Welcome back to our series on diversification and portfolio size. In case you missed last week's primer, you can check it out here.
The TL;DR version:
Studies have shown that investing in several startups mitigates risk much more effectively than investing in just one or two.
Many of the world's top angel investors suggest a bare minimum of 10 portfolio companies while leading VC firms, like the one we'll discuss today, have hundreds.
As part of this series, we’re going to take you on a few deep dives into some of the world’s most prominent VC portfolios. We’ll also highlight some of the different ways these titans approach diversification as a strategy.
First up is Andreessen Horowitz, or a16z. Founded by tech entrepreneurs Marc Andreessen and Ben Horowitz in 2009, the firm has invested billions of dollars into hundreds of companies, including big winners like Lyft, Instagram, Slack, Github, and Airbnb.
A16z: Largest portfolio IPOs since 2011
Let’s get right into it.
Profile
Firm: Andreessen Horowitz
Founded: 2009
AUM: 28.2B (Jan. 2022)
Industry Focus: Tech
Sectors: Bio + Health | Crypto | Consumer | Enterprise
a16z’s investment style: backing big, crazy ideas
Co-founder Marc Andreessen believes investing in “non-consensus” companies is what helps his firm attain outsized returns. Non-consensus companies are those with bold ideas that most people doubt will work (hence the name).
The theory is that if everyone already agrees a startup’s idea has legs, it’s probably already been done before–or, at the very least, will be easy for competitors to mimic.
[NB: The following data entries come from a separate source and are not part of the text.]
//! Server side of the UPLOAD/DOWNLOAD sub-protocol.
//!
//! Both directions are rooted in one storage directory and accept only
//! plain file names. Each upload is written to its own hidden temporary
//! file and renamed into place once the end-of-file marker arrives. A
//! failed upload never replaces an existing file, and concurrent uploads of
//! one name never share bytes: the last rename wins.
//!
//! Local faults (bad name, missing file, disk errors) are reported to the
//! client and the session carries on. Only stream faults are returned as
//! errors.

use std::path::{Path, PathBuf};

use protocol::{
    validate_file_name, Connection, Message, ProtocolError, DOWNLOAD_START, FILE_NOT_FOUND,
    UPLOAD_COMPLETE, UPLOAD_READY,
};
use thiserror::Error;
use tokio::fs::{self, File};
use tokio::io::{AsyncRead, AsyncWrite};

const TEMP_SUFFIX: &str = ".upload";

/// Errors local to one transfer.
#[derive(Debug, Error)]
pub enum TransferError {
    /// The client-supplied name is not a plain file name.
    #[error("invalid file name: {0}")]
    InvalidFileName(String),

    /// The requested file does not exist.
    #[error("{}: {}", FILE_NOT_FOUND, .0)]
    FileNotFound(String),

    /// IO error.
    #[error("IO error: {0}")]
    Io(#[from] std::io::Error),
}

/// Which way the bytes flow.
#[derive(Debug, Clone, Copy, PartialEq, Eq)]
pub enum Direction {
    /// Client to server.
    Upload,
    /// Server to client.
    Download,
}

/// The transfer a session is currently running.
#[derive(Debug, Clone, PartialEq, Eq)]
pub struct ActiveTransfer {
    /// Which way the bytes flow.
    pub direction: Direction,
    /// Name as sent by the client.
    pub file_name: String,
    /// Bytes moved so far.
    pub bytes: u64,
}

impl ActiveTransfer {
    fn new(direction: Direction, file_name: &str) -> Self {
        Self {
            direction,
            file_name: file_name.to_string(),
            bytes: 0,
        }
    }
}

/// How a transfer ended, when the stream survived it.
#[derive(Debug, Clone, PartialEq, Eq)]
pub enum TransferOutcome {
    /// All bytes moved.
    Completed {
        /// Total bytes transferred.
        bytes: u64,
    },
    /// The client was sent an error reply.
    Failed(String),
}

/// Serves uploads and downloads from one directory.
#[derive(Debug, Clone)]
pub struct FileTransferEngine {
    root: PathBuf,
}

impl FileTransferEngine {
    /// Create an engine rooted at `root`.
    pub fn new(root: impl Into<PathBuf>) -> Self {
        Self { root: root.into() }
    }

    /// The storage directory.
    pub fn root(&self) -> &Path {
        &self.root
    }

    /// Create the storage directory if it is missing.
    pub async fn ensure_root(&self) -> std::io::Result<()> {
        fs::create_dir_all(&self.root).await
    }

    /// Map a client-supplied name to a path inside the storage directory.
    pub fn resolve(&self, name: &str) -> Result<PathBuf, TransferError> {
        validate_file_name(name)
            .map(|name| self.root.join(name))
            .map_err(|_| TransferError::InvalidFileName(name.to_string()))
    }

    fn temp_path(&self, name: &str) -> PathBuf {
        self.root.join(format!(".{name}.{}{TEMP_SUFFIX}", uuid::Uuid::new_v4().simple()))
    }

    /// Receive a file from the client.
    ///
    /// Replies with the ready line, reads raw bytes up to the end-of-file
    /// marker, then replies with the outcome and `END_OF_RESPONSE`. If the
    /// destination cannot be opened, the ready line is replaced by an error
    /// reply and no bytes are read.
    pub async fn upload<S>(
        &self,
        conn: &mut Connection<S>,
        name: &str,
        active: &mut Option<ActiveTransfer>,
    ) -> Result<TransferOutcome, ProtocolError>
    where
        S: AsyncRead + AsyncWrite,
    {
        let result = self.upload_inner(conn, name, active).await;
        *active = None;
        result
    }

    async fn upload_inner<S>(
        &self,
        conn: &mut Connection<S>,
        name: &str,
        active: &mut Option<ActiveTransfer>,
    ) -> Result<TransferOutcome, ProtocolError>
    where
        S: AsyncRead + AsyncWrite,
    {
        let destination = match self.resolve(name) {
            Ok(path) => path,
            Err(e) => return reply_failed(conn, e.to_string(), true).await,
        };
        let temp_path = self.temp_path(name);

        let created = fs::OpenOptions::new()
            .write(true)
            .create_new(true)
            .open(&temp_path)
            .await;
        let mut file = match created {
            Ok(file) => file,
            Err(e) => {
                return reply_failed(conn, format!("cannot create {name}: {e}"), true).await;
            }
        };

        *active = Some(ActiveTransfer::new(Direction::Upload, name));
        conn.send(&Message::Result(UPLOAD_READY.to_string())).await?;

        let received = conn
            .receive_file(&mut file, |bytes| {
                if let Some(transfer) = active.as_mut() {
                    transfer.bytes = bytes;
                }
            })
            .await;
        drop(file);

        let received = match received {
            Ok(received) => received,
            Err(e) => {
                discard(&temp_path).await;
                return Err(e);
            }
        };

        if let Some(e) = received.sink_error {
            discard(&temp_path).await;
            return reply_failed(conn, format!("failed to store {name}: {e}"), true).await;
        }

        if let Err(e) = fs::rename(&temp_path, &destination).await {
            discard(&temp_path).await;
            return reply_failed(conn, format!("failed to store {name}: {e}"), true).await;
        }

        conn.send(&Message::Result(format!("{UPLOAD_COMPLETE}: {name}")))
            .await?;
        conn.send(&Message::EndOfResponse).await?;

        tracing::info!(file = %name, bytes = received.bytes, "Upload stored");
        Ok(TransferOutcome::Completed {
            bytes: received.bytes,
        })
    }

    /// Send a file to the client.
    ///
    /// A missing or invalid file is answered with a single error line. A
    /// present file is announced with a result line, streamed raw, and
    /// terminated by the end-of-file marker.
    pub async fn download<S>(
        &self,
        conn: &mut Connection<S>,
        name: &str,
        active: &mut Option<ActiveTransfer>,
    ) -> Result<TransferOutcome, ProtocolError>
    where
        S: AsyncRead + AsyncWrite,
    {
        let result = self.download_inner(conn, name, active).await;
        *active = None;
        result
    }

    async fn download_inner<S>(
        &self,
        conn: &mut Connection<S>,
        name: &str,
        active: &mut Option<ActiveTransfer>,
    ) -> Result<TransferOutcome, ProtocolError>
    where
        S: AsyncRead + AsyncWrite,
    {
        let mut file = match self.open_for_download(name).await {
            Ok(file) => file,
            Err(e) => return reply_failed(conn, e.to_string(), false).await,
        };

        *active = Some(ActiveTransfer::new(Direction::Download, name));
        conn.send(&Message::Result(format!("{DOWNLOAD_START}: {name}")))
            .await?;

        let sent = conn
            .send_file(&mut file, |bytes| {
                if let Some(transfer) = active.as_mut() {
                    transfer.bytes = bytes;
                }
            })
            .await;

        match sent {
            Ok(bytes) => {
                tracing::info!(file = %name, bytes, "Download sent");
                Ok(TransferOutcome::Completed { bytes })
            }
            // The source failed; the marker was still written, so the
            // stream is in sync and the session continues.
            Err(ProtocolError::TransferFailed(reason)) => {
                tracing::warn!(file = %name, "Download aborted: {}", reason);
                Ok(TransferOutcome::Failed(reason))
            }
            Err(e) => Err(e),
        }
    }

    async fn open_for_download(&self, name: &str) -> Result<File, TransferError> {
        let path = self.resolve(name)?;
        match fs::metadata(&path).await {
            Ok(meta) if meta.is_file() => Ok(File::open(&path).await?),
            Ok(_) => Err(TransferError::FileNotFound(name.to_string())),
            Err(e) if e.kind() == std::io::ErrorKind::NotFound => {
                Err(TransferError::FileNotFound(name.to_string()))
            }
            Err(e) => Err(e.into()),
        }
    }
}

/// Send an error reply, optionally terminated by `END_OF_RESPONSE`.
async fn reply_failed<S>(
    conn: &mut Connection<S>,
    reason: String,
    end_of_response: bool,
) -> Result<TransferOutcome, ProtocolError>
where
    S: AsyncRead + AsyncWrite,
{
    tracing::warn!("Transfer failed: {}", reason);
    conn.send(&Message::Error(reason.clone())).await?;
    if end_of_response {
        conn.send(&Message::EndOfResponse).await?;
    }
    Ok(TransferOutcome::Failed(reason))
}

async fn discard(path: &Path) {
    if let Err(e) = fs::remove_file(path).await {
        if e.kind() != std::io::ErrorKind::NotFound {
            tracing::warn!(path = %path.display(), "Failed to remove partial upload: {}", e);
        }
    }
}
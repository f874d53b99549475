//! Persistent credential storage.
//!
//! This module provides a thread-safe store of login accounts. Each account
//! keeps a random salt and the hex-encoded SHA-256 digest of salt and
//! password; digests are compared in constant time. The store persists to
//! JSON at `<data_dir>/users.json`.

use std::collections::HashMap;
use std::fs;
use std::path::{Path, PathBuf};
use std::sync::RwLock;
use std::time::SystemTime;

use anyhow::{Context, Result};
use serde::{Deserialize, Serialize};
use rand::Rng;
use sha2::{Digest, Sha256};
use subtle::ConstantTimeEq;

use super::Authenticator;

/// A stored account.
#[derive(Debug, Clone, Serialize, Deserialize, PartialEq)]
pub struct UserRecord {
    /// Login name as sent in the auth line.
    pub login: String,
    /// Hex-encoded random salt. Empty for accounts written before salting.
    #[serde(default)]
    pub salt: String,
    /// Hex-encoded SHA-256 digest of salt and password.
    pub password_hash: String,
    /// When the account was created or last had its password set.
    pub created_at: SystemTime,
}

impl UserRecord {
    /// Creates a record, hashing the clear-text password.
    pub fn new(login: &str, password: &str) -> Self {
        let salt = generate_salt();
        Self {
            login: login.to_string(),
            password_hash: hash_password(&salt, password),
            salt,
            created_at: SystemTime::now(),
        }
    }

    /// Whether `password` is this account's password.
    pub fn matches(&self, password: &str) -> bool {
        let Ok(stored) = hex::decode(&self.password_hash) else {
            return false;
        };
        let candidate = salted_digest(&self.salt, password);
        candidate.as_ref().ct_eq(stored.as_slice()).into()
    }
}
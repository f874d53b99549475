//! Host shell command execution.
//!
//! Each command runs to completion in a fresh shell process. Standard output
//! lines are kept verbatim; standard error lines follow, each prefixed with
//! `ERROR: `. The exit status is not reported.
//!
//! There is no execution timeout: a command that never exits keeps its
//! session busy until the connection is closed.

use std::process::Stdio;

use thiserror::Error;
use tokio::process::Command;

use crate::config::SessionConfig;

/// Prefix applied to every standard error line.
pub const STDERR_LINE_PREFIX: &str = "ERROR: ";

/// Errors raised when a command cannot be run at all.
#[derive(Debug, Error)]
pub enum ExecError {
    /// The shell process could not be started or awaited.
    #[error("failed to run command: {0}")]
    Spawn(#[from] std::io::Error),

    /// Nothing to run.
    #[error("empty command")]
    Empty,
}

/// Runs shell commands on the host.
#[derive(Debug, Clone)]
pub struct CommandExecutor {
    shell: String,
    shell_arg: String,
}

impl CommandExecutor {
    /// Create an executor for `shell`, which runs its command argument when
    /// invoked as `shell shell_arg <command>`.
    pub fn new(shell: impl Into<String>, shell_arg: impl Into<String>) -> Self {
        Self {
            shell: shell.into(),
            shell_arg: shell_arg.into(),
        }
    }

    /// Create an executor from the `[session]` configuration section.
    pub fn from_config(config: &SessionConfig) -> Self {
        Self::new(config.shell.clone(), config.shell_arg.clone())
    }

    /// Run `command` and return its combined output.
    ///
    /// A non-zero exit status is not an error.
    pub async fn run(&self, command: &str) -> Result<String, ExecError> {
        if command.trim().is_empty() {
            return Err(ExecError::Empty);
        }

        let output = Command::new(&self.shell)
            .arg(&self.shell_arg)
            .arg(command)
            .stdin(Stdio::null())
            .stdout(Stdio::piped())
            .stderr(Stdio::piped())
            .kill_on_drop(true)
            .output()
            .await?;

        tracing::debug!(
            command = %command,
            status = ?output.status.code(),
            stdout_bytes = output.stdout.len(),
            stderr_bytes = output.stderr.len(),
            "Command finished"
        );

        Ok(format_output(&output.stdout, &output.stderr))
    }
}

/// Join captured output: stdout lines first, then prefixed stderr lines.
/// Every line, including the last, ends with `\n`.
pub fn format_output(stdout: &[u8], stderr: &[u8]) -> String {
    let mut text = String::with_capacity(stdout.len() + stderr.len());

    for line in String::from_utf8_lossy(stdout).lines() {
        text.push_str(line);
        text.push('\n');
    }
    for line in String::from_utf8_lossy(stderr).lines() {
        text.push_str(STDERR_LINE_PREFIX);
        text.push_str(line);
        text.push('\n');
    }

    text
}
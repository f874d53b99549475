//! Error types for the protocol crate.

use thiserror::Error;

/// Protocol error type covering all possible failure modes.
#[derive(Debug, Error)]
pub enum ProtocolError {
    // Message errors
    /// A control line could not be parsed.
    #[error("malformed message: {0}")]
    Malformed(String),

    /// A well-formed message arrived where a different one was required.
    #[error("unexpected message: {0}")]
    Unexpected(String),

    /// A file name was rejected before any bytes were exchanged.
    #[error("invalid file name: {name}")]
    InvalidFileName {
        /// The rejected name as received.
        name: String,
    },

    // Connection errors
    /// Connection was closed unexpectedly.
    #[error("connection closed: {0}")]
    ConnectionClosed(String),

    /// Operation timed out.
    #[error("operation timed out: {0}")]
    Timeout(String),

    // Transfer errors
    /// File or data transfer failed.
    #[error("transfer failed: {0}")]
    TransferFailed(String),

    /// Any other I/O failure on the underlying stream.
    #[error("i/o error: {0}")]
    Io(String),
}

impl ProtocolError {
    /// Whether the error means the peer is gone and the stream is unusable.
    pub fn is_connection_closed(&self) -> bool {
        matches!(self, ProtocolError::ConnectionClosed(_))
    }
}

/// Result type alias for protocol operations.
pub type Result<T> = std::result::Result<T, ProtocolError>;

impl From<std::io::Error> for ProtocolError {
    fn from(err: std::io::Error) -> Self {
        use std::io::ErrorKind;
        match err.kind() {
            ErrorKind::TimedOut => ProtocolError::Timeout(err.to_string()),
            ErrorKind::ConnectionReset
            | ErrorKind::ConnectionAborted
            | ErrorKind::BrokenPipe
            | ErrorKind::UnexpectedEof => ProtocolError::ConnectionClosed(err.to_string()),
            ErrorKind::InvalidData => ProtocolError::Malformed(err.to_string()),
            _ => ProtocolError::Io(err.to_string()),
        }
    }
}
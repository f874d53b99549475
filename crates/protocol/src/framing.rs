//! End-of-file framing for raw file bytes.
//!
//! # Stream Format
//!
//! A file travels on the same stream as the control lines:
//! - N bytes: raw file contents, written in chunks of [`CHUNK_SIZE`]
//! - the literal line `END_OF_FILE\n`
//!
//! There is no length prefix. The receiver searches the raw bytes for the
//! [`END_OF_FILE`] marker and keeps everything before its first occurrence.
//!
//! # Limitations
//!
//! A file whose contents contain `END_OF_FILE` is truncated at that point.
//! The scanner carries the last `END_OF_FILE.len() - 1` bytes of each chunk
//! into the next search, so a marker split across two reads is still found.

/// Marker that ends a raw file payload.
pub const END_OF_FILE: &[u8] = b"END_OF_FILE";

/// Marker line as written on the wire.
pub const END_OF_FILE_LINE: &[u8] = b"END_OF_FILE\n";

/// Read and write size for raw file bytes (8 KiB).
pub const CHUNK_SIZE: usize = 8192;

/// Outcome of scanning one chunk.
#[derive(Debug, Clone, PartialEq, Eq)]
pub struct Scan {
    /// File bytes that are now known to precede the marker.
    pub data: Vec<u8>,
    /// How many bytes of the chunk were used, marker included.
    pub consumed: usize,
    /// Whether the marker was found.
    pub complete: bool,
}

/// Incremental search for [`END_OF_FILE`] across chunk boundaries.
#[derive(Debug, Default)]
pub struct SentinelScanner {
    /// Tail of the previous chunk that could be the start of a split marker.
    carry: Vec<u8>,
}

impl SentinelScanner {
    /// Create a scanner with nothing carried over.
    pub fn new() -> Self {
        Self::default()
    }

    /// Scan the next chunk of the stream.
    ///
    /// Once `complete` is returned, bytes of `chunk` past `consumed` belong to
    /// whatever follows the file and must not be treated as file data.
    pub fn scan(&mut self, chunk: &[u8]) -> Scan {
        let mut window = std::mem::take(&mut self.carry);
        let carried = window.len();
        window.extend_from_slice(chunk);

        if let Some(pos) = find(&window, END_OF_FILE) {
            window.truncate(pos);
            return Scan {
                data: window,
                // The carry alone is shorter than the marker, so the marker
                // always ends inside `chunk`.
                consumed: pos + END_OF_FILE.len() - carried,
                complete: true,
            };
        }

        let keep = window.len().min(END_OF_FILE.len() - 1);
        self.carry = window.split_off(window.len() - keep);
        Scan {
            data: window,
            consumed: chunk.len(),
            complete: false,
        }
    }

    /// Bytes withheld from the last scan, for use when the stream ends early.
    pub fn into_pending(self) -> Vec<u8> {
        self.carry
    }
}

fn find(haystack: &[u8], needle: &[u8]) -> Option<usize> {
    haystack
        .windows(needle.len())
        .position(|window| window == needle)
}

#[cfg(test)]
mod tests {
    use super::*;

    #[test]
    fn test_marker_in_single_chunk() {
        let mut scanner = SentinelScanner::new();
        let scan = scanner.scan(b"hello worldEND_OF_FILE\nCMD:ls\n");
        assert!(scan.complete);
        assert_eq!(scan.data, b"hello world");
        assert_eq!(scan.consumed, b"hello worldEND_OF_FILE".len());
    }

    #[test]
    fn test_marker_only() {
        let mut scanner = SentinelScanner::new();
        let scan = scanner.scan(END_OF_FILE_LINE);
        assert!(scan.complete);
        assert!(scan.data.is_empty());
        assert_eq!(scan.consumed, END_OF_FILE.len());
    }

    #[test]
    fn test_marker_split_across_chunks() {
        let mut scanner = SentinelScanner::new();
        let first = scanner.scan(b"abcdefEND_OF");
        assert!(!first.complete);
        assert_eq!(first.consumed, 12);

        let second = scanner.scan(b"_FILE\n");
        assert!(second.complete);
        assert_eq!(second.consumed, 5);

        let mut data = first.data;
        data.extend_from_slice(&second.data);
        assert_eq!(data, b"abcdef");
    }

    #[test]
    fn test_no_marker_withholds_tail() {
        let mut scanner = SentinelScanner::new();
        let chunk = vec![b'x'; CHUNK_SIZE];
        let scan = scanner.scan(&chunk);
        assert!(!scan.complete);
        assert_eq!(scan.consumed, CHUNK_SIZE);
        assert_eq!(scan.data.len(), CHUNK_SIZE - (END_OF_FILE.len() - 1));
        assert_eq!(scanner.into_pending().len(), END_OF_FILE.len() - 1);
    }

    #[test]
    fn test_small_chunks_reassemble() {
        let payload = b"0123456789abcdefghij";
        let mut stream = payload.to_vec();
        stream.extend_from_slice(END_OF_FILE_LINE);

        let mut scanner = SentinelScanner::new();
        let mut out = Vec::new();
        let mut complete = false;
        for chunk in stream.chunks(3) {
            let scan = scanner.scan(chunk);
            out.extend_from_slice(&scan.data);
            if scan.complete {
                complete = true;
                break;
            }
        }
        assert!(complete);
        assert_eq!(out, payload);
    }

    #[test]
    fn test_embedded_marker_truncates_content() {
        let mut scanner = SentinelScanner::new();
        let scan = scanner.scan(b"before END_OF_FILE after\nEND_OF_FILE\n");
        assert!(scan.complete);
        assert_eq!(scan.data, b"before ");
    }

    #[test]
    fn test_binary_bytes_pass_through() {
        let payload: Vec<u8> = (0u8..=255).collect();
        let mut stream = payload.clone();
        stream.extend_from_slice(END_OF_FILE_LINE);

        let mut scanner = SentinelScanner::new();
        let scan = scanner.scan(&stream);
        assert!(scan.complete);
        assert_eq!(scan.data, payload);
    }
}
In his own words, he describes his risk-minded hypothesis:
“Most of the big breakthrough technologies/companies seem crazy at first: PCs, the internet, Bitcoin, Airbnb, Uber, 140 characters… It has to be a radical product. It has to be something where, when people look at it, at first they say, ‘I don’t get it, I don’t understand it. I think it’s too weird, I think it’s too unusual.”
Big ideas that raise eyebrows are risky… but a startup that does something completely new, and succeeds at it, can often leave a huge competitive moat in its wake, essentially creating a new market only they occupy.
Not that long ago, the idea that you could charge a complete stranger on the internet $50 to sleep on your couch, inside your home, with you in it, sounded completely insane.
In 2008, Airbnb co-founder and CEO Brian Chesky received rejection letters from five of the seven VC firms he initially pitched to. The other two never replied. They simply didn’t see the market potential for a home-sharing service.
At the time, Airbnb was seeking $150k for a 10% stake in the business. Just three years later, Andreessen Horowitz led the company’s Series B round, which valued the company at just over $1 billion.
Today, Airbnb has a market cap of over $108 billion–over 100X what it was worth when a16z got in.
Important to note: Airbnb is just one of Andreessen Horowitz’s portfolio companies. The firm has invested in hundreds of startups and counting, because of what Andreessen calls “power-law returns.”
Power laws and the importance of investing in 100+ startups
Many prominent entrepreneurs and venture capitalists assert that VC returns are distributed according to a power law. Translation: a very small number of firms capture the overwhelming majority of the returns.
The same goes for startups that get funding and ultimately succeed. As Andreessen puts it, each year, of the roughly 4,000 technology startups seeking VC funding, only 200 are fundable, with “15 of those generating 95% of all economic returns.”
Maintaining a diversified portfolio by spreading risk across as many investments as possible is one of the keys to a16z’s industry-leading track record. Not only does the firm invest in dozens to hundreds of startups annually… they also spread their capital among multiple different industries:
Their strategy has paid off so far; a16z had 43 exits via either M&A or IPO last year alone.
With a risk appetite bigger than most other firms, they rarely shy away from a chance to diversify into new, burgeoning markets that present potentially world-changing results–for example, blockchain and crypto.
In 2021, the firm made a tectonic shift into the category, increasing its blockchain & crypto-related investments by a staggering 7X YoY (year-over-year).
It’s moves like this that set a16z apart from the pack. While most other firms have only dipped a toe into the crypto waters, a16z dove in the deep end—investing the third-highest amount of capital into the industry behind Coinbase Ventures and AU21 Capital.
Part of the reason they’re able to take such big risks is exactly what we discussed earlier: a sky-high volume of overall investments. A firm that’s doing hundreds of deals a year–and cashing out with dozens of exits annually–can afford to take big leaps on “non-consensus” ideas.
From a diversification standpoint, their investments span multiple industries, from ride-hailing to cryptocurrency to healthcare and beyond. If the firm only invested in one or two categories, it may have been too vulnerable to weather market conditions.
Startup investors can learn a lot from a16z’s approach: investing capital into as many opportunities as possible, rather than just a few.